**Records supplied**
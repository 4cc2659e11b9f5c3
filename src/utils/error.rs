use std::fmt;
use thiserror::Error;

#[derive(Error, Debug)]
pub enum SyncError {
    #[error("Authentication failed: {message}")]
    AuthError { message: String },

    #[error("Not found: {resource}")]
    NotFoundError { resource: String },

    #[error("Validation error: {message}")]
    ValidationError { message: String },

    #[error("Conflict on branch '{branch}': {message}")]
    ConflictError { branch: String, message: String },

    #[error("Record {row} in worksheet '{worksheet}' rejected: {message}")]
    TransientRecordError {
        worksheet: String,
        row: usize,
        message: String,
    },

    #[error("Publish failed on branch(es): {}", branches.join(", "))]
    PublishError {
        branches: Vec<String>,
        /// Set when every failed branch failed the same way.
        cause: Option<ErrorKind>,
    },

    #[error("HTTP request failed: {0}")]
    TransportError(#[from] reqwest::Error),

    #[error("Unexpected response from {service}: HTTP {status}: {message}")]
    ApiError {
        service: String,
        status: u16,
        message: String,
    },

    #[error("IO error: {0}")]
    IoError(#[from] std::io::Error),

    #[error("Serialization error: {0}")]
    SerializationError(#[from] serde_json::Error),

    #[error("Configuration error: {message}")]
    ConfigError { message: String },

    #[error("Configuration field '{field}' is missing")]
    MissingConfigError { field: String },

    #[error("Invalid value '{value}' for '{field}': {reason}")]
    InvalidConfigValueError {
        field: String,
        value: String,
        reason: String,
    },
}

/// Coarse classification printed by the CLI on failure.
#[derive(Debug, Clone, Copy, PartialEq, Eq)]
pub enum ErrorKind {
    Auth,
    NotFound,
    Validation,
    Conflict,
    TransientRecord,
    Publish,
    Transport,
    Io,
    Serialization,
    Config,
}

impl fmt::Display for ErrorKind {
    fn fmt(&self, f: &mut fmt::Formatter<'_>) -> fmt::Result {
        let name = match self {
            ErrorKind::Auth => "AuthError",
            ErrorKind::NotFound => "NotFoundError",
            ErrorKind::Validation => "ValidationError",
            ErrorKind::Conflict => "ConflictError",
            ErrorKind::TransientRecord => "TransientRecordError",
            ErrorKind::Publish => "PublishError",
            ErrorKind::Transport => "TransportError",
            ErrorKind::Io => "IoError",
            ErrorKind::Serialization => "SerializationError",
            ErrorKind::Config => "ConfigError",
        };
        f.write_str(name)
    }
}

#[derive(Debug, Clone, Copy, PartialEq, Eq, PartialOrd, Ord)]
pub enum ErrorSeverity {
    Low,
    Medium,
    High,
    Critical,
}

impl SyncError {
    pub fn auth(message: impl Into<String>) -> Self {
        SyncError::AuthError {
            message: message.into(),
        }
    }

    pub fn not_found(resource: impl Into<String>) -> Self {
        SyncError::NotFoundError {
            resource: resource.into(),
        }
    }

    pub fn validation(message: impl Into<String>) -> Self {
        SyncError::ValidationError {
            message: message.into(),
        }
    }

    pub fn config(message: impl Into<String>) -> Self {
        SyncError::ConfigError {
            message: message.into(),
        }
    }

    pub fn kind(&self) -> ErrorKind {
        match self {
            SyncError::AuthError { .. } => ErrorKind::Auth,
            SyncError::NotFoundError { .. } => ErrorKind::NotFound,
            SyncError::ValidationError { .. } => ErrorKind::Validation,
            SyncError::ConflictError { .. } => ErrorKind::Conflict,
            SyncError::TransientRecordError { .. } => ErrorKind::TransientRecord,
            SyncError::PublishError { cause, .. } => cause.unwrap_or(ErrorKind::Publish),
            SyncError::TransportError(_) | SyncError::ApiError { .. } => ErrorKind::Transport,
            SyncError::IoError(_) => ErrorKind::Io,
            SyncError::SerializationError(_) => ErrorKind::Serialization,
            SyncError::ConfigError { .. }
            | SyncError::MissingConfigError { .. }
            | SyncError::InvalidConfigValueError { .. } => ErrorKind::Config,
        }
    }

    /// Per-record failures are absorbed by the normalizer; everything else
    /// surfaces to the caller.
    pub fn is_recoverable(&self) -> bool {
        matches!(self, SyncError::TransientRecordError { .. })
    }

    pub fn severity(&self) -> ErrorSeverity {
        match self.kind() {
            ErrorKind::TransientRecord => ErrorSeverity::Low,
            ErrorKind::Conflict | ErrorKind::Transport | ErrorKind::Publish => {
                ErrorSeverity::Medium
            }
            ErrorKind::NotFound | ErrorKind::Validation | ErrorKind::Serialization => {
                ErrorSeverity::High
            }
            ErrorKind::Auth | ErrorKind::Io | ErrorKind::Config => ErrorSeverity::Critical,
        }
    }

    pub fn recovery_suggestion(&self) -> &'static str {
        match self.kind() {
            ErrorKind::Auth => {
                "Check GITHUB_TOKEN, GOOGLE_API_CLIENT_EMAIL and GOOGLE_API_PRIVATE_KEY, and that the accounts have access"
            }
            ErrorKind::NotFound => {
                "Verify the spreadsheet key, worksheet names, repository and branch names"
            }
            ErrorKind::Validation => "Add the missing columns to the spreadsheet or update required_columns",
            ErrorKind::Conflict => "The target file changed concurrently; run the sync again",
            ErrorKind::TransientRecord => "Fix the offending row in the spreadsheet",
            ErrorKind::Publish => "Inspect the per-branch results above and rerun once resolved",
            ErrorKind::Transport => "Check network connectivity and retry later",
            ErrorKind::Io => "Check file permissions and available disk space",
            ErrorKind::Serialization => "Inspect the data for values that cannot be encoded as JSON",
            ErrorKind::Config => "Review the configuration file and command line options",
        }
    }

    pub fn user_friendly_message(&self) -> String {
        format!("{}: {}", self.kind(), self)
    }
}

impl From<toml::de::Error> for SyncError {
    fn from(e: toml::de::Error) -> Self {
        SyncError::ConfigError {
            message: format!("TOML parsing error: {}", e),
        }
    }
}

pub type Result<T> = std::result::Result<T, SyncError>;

**Action item**
When the word "ConflictError" turns up on a line of the material above, copy that line.

**Solution to this problem**
    ConflictError { branch: String, message: String },
            ErrorKind::Conflict => "ConflictError",
            SyncError::ConflictError { .. } => ErrorKind::Conflict,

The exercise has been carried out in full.